Herbert kissed her beautiful mouth; he stroked her hair. Lowering his body onto hers, he wondered at so much tenderness. Then he remembered something again. His brother. The one she had wanted to marry after all. Only, something had happened there, too. His brother had married somebody else, a nice, common girl. Leni liked to collect mushrooms, Herbert remembered. She was a good cook. A nice, dull girl.

“Die Linden, die Linden,”
sang Adeline in a white dress. There were flowers in the room, flowers in her hair. Two little boys played in a pool of sunlight next to her skirts.

Herbert parted the body of his wife and slowly entered her velvet. She opened, receiving him. He pressed his lips to her mouth as she struggled to tell him something. Something about the children perhaps. “Not now,” he wanted to tell her. Everything could wait.

But the room reorganized itself with a sudden white clapping sound. “Herbert!” screamed Adeline. “You haven’t been listening! Did you hear what I said?” She stared at him, panting, with large terrified eyes. “What are you doing? Don’t you see they are killing me here?”
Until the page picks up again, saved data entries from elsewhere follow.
//! Envelope evaluation
//!
//! Envelopes are pure functions of how long a tone has been sounding (in
//! seconds and in beats) and of the note's current size. The scheduler
//! evaluates every bound envelope twice per tick, at the tick's start and
//! end, and kernels interpolate between the two values per sample.

use wavebox_song::{
    ENVELOPES, EnvelopeCurve, EnvelopeTarget, Instrument, MAX_FILTER_POINTS, MAX_NOTE_SIZE,
};

/// Evaluate one envelope preset
///
/// `seconds` and `beats` measure time since the tone started; `note_size` is
/// the note's current size normalized to 0..=1.
pub fn envelope_value(curve: EnvelopeCurve, speed: f64, seconds: f64, beats: f64, note_size: f64) -> f64 {
    match curve {
        EnvelopeCurve::None => 1.0,
        EnvelopeCurve::NoteSize => note_size,
        // Short boost at the attack, fading over roughly 60ms
        EnvelopeCurve::Punch => 1.0 + (1.0 - seconds * 16.0).max(0.0),
        EnvelopeCurve::Flare => {
            let x = seconds * speed;
            if x < 1.0 {
                x
            } else {
                2.0f64.powf(-(x - 1.0) * 0.25)
            }
        }
        EnvelopeCurve::Twang => 1.0 / (1.0 + seconds * speed),
        EnvelopeCurve::Swell => 1.0 - 1.0 / (1.0 + seconds * speed),
        EnvelopeCurve::Tremolo => 0.5 + 0.5 * (std::f64::consts::TAU * beats * speed).cos(),
        EnvelopeCurve::Decay => 2.0f64.powf(-speed * beats),
    }
}

/// Start/end multiplier pair for one tick
pub type TickPair = (f64, f64);

fn unit() -> TickPair {
    (1.0, 1.0)
}

/// Envelope products for every automatable target, for one tone, one tick
///
/// Each field starts at 1 and accumulates the product of all envelopes bound
/// to that target.
#[derive(Debug, Clone)]
pub struct EnvelopeValues {
    pub note_volume: TickPair,
    pub pitch_shift: TickPair,
    pub vibrato_depth: TickPair,
    pub pulse_width: TickPair,
    pub string_sustain: TickPair,
    pub fm_amplitude: [TickPair; 4],
    pub fm_frequency: [TickPair; 4],
    pub feedback_amplitude: TickPair,
    pub note_filter_freq: [TickPair; MAX_FILTER_POINTS],
    pub note_filter_gain: [TickPair; MAX_FILTER_POINTS],
}

impl Default for EnvelopeValues {
    fn default() -> Self {
        Self {
            note_volume: unit(),
            pitch_shift: unit(),
            vibrato_depth: unit(),
            pulse_width: unit(),
            string_sustain: unit(),
            fm_amplitude: [unit(); 4],
            fm_frequency: [unit(); 4],
            feedback_amplitude: unit(),
            note_filter_freq: [unit(); MAX_FILTER_POINTS],
            note_filter_gain: [unit(); MAX_FILTER_POINTS],
        }
    }
}

/// Inputs to a tick's envelope evaluation, at the tick's start and end
#[derive(Debug, Clone, Copy)]
pub struct EnvelopeClock {
    pub seconds: TickPair,
    pub beats: TickPair,
    /// Note size already normalized to 0..=1
    pub note_size: TickPair,
}

impl EnvelopeClock {
    /// Normalize a raw pitch/noise note size to the 0..=1 range
    pub fn normalize_size(size: f64) -> f64 {
        (size / MAX_NOTE_SIZE as f64).clamp(0.0, 1.0)
    }
}

/// Evaluate every envelope bound on `instrument` for one tick
pub fn compute_envelopes(instrument: &Instrument, clock: &EnvelopeClock) -> EnvelopeValues {
    let mut values = EnvelopeValues::default();
    for binding in &instrument.envelopes {
        let preset = match ENVELOPES.get(binding.envelope as usize) {
            Some(preset) => preset,
            None => continue,
        };
        let start = envelope_value(
            preset.curve,
            preset.speed,
            clock.seconds.0,
            clock.beats.0,
            clock.note_size.0,
        );
        let end = envelope_value(
            preset.curve,
            preset.speed,
            clock.seconds.1,
            clock.beats.1,
            clock.note_size.1,
        );
        let slot: &mut TickPair = match binding.target {
            EnvelopeTarget::NoteVolume => &mut values.note_volume,
            EnvelopeTarget::PitchShift => &mut values.pitch_shift,
            EnvelopeTarget::VibratoDepth => &mut values.vibrato_depth,
            EnvelopeTarget::PulseWidth => &mut values.pulse_width,
            EnvelopeTarget::StringSustain => &mut values.string_sustain,
            EnvelopeTarget::FeedbackAmplitude => &mut values.feedback_amplitude,
            EnvelopeTarget::FmOperatorAmplitude => {
                match values.fm_amplitude.get_mut(binding.index as usize) {
                    Some(slot) => slot,
                    None => continue,
                }
            }
            EnvelopeTarget::FmOperatorFrequency => {
                match values.fm_frequency.get_mut(binding.index as usize) {
                    Some(slot) => slot,
                    None => continue,
                }
            }
            EnvelopeTarget::NoteFilterFreq => {
                match values.note_filter_freq.get_mut(binding.index as usize) {
                    Some(slot) => slot,
                    None => continue,
                }
            }
            EnvelopeTarget::NoteFilterGain => {
                match values.note_filter_gain.get_mut(binding.index as usize) {
                    Some(slot) => slot,
                    None => continue,
                }
            }
        };
        slot.0 *= start;
        slot.1 *= end;
    }
    values
}

#[cfg(test)]
mod tests {
    use super::*;
    use wavebox_song::{EnvelopeBinding, InstrumentType};

    #[test]
    fn test_none_is_always_unity() {
        for seconds in [0.0, 0.5, 10.0] {
            assert_eq!(
                envelope_value(EnvelopeCurve::None, 0.0, seconds, seconds * 2.0, 0.3),
                1.0
            );
        }
    }

    #[test]
    fn test_note_size_passes_through() {
        assert_eq!(
            envelope_value(EnvelopeCurve::NoteSize, 0.0, 1.0, 2.0, 0.75),
            0.75
        );
    }

    #[test]
    fn test_decay_is_monotonically_decreasing() {
        let mut previous = f64::INFINITY;
        for step in 0..50 {
            let beats = step as f64 * 0.1;
            let value = envelope_value(EnvelopeCurve::Decay, 7.0, beats, beats, 1.0);
            assert!(value < previous);
            assert!(value > 0.0);
            previous = value;
        }
    }

    #[test]
    fn test_twang_starts_at_one_and_decays() {
        assert_eq!(envelope_value(EnvelopeCurve::Twang, 8.0, 0.0, 0.0, 1.0), 1.0);
        let late = envelope_value(EnvelopeCurve::Twang, 8.0, 1.0, 2.0, 1.0);
        assert!(late < 0.2);
    }

    #[test]
    fn test_tremolo_is_bounded() {
        for step in 0..100 {
            let beats = step as f64 * 0.03;
            let value = envelope_value(EnvelopeCurve::Tremolo, 4.0, beats, beats, 1.0);
            assert!((0.0..=1.0).contains(&value));
        }
    }

    #[test]
    fn test_bound_envelopes_multiply_into_targets() {
        let mut instrument = Instrument::new(InstrumentType::Chip);
        // twang 2 on volume, twice: the products should square the value
        for _ in 0..2 {
            instrument.envelopes.push(EnvelopeBinding {
                target: wavebox_song::EnvelopeTarget::NoteVolume,
                index: 0,
                envelope: 7,
            });
        }
        let clock = EnvelopeClock {
            seconds: (0.125, 0.25),
            beats: (0.25, 0.5),
            note_size: (1.0, 1.0),
        };
        let values = compute_envelopes(&instrument, &clock);
        let single = envelope_value(EnvelopeCurve::Twang, 8.0, 0.125, 0.25, 1.0);
        assert!((values.note_volume.0 - single * single).abs() < 1e-12);
        assert_eq!(values.pitch_shift, (1.0, 1.0));
    }
}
Probing evening fingers of cold were clawing their way into the room, and Herbert shifted slightly in the scratchy overcoat. He was sweating even though it was cold—a chill sweat, as if he were becoming ill. Heavily, he got up from his sitting position next to her. He uncramped himself slowly in the isolate dark. “I must go now,” he said to her. “It is getting late and I must go.”

“Herbert, I am so frightened,” burst out Adeline.

“You are right,” he said to her sadly. “You would have been happier with my brother.”

“Don’t leave me,” Adeline pleaded.

“But my darling, I’ll be back tomorrow. You know that,” he said in a soft, coaxing voice, as if to a child: the child she had become.

“I am nothing,” he thought, and a great weight fell onto his heart.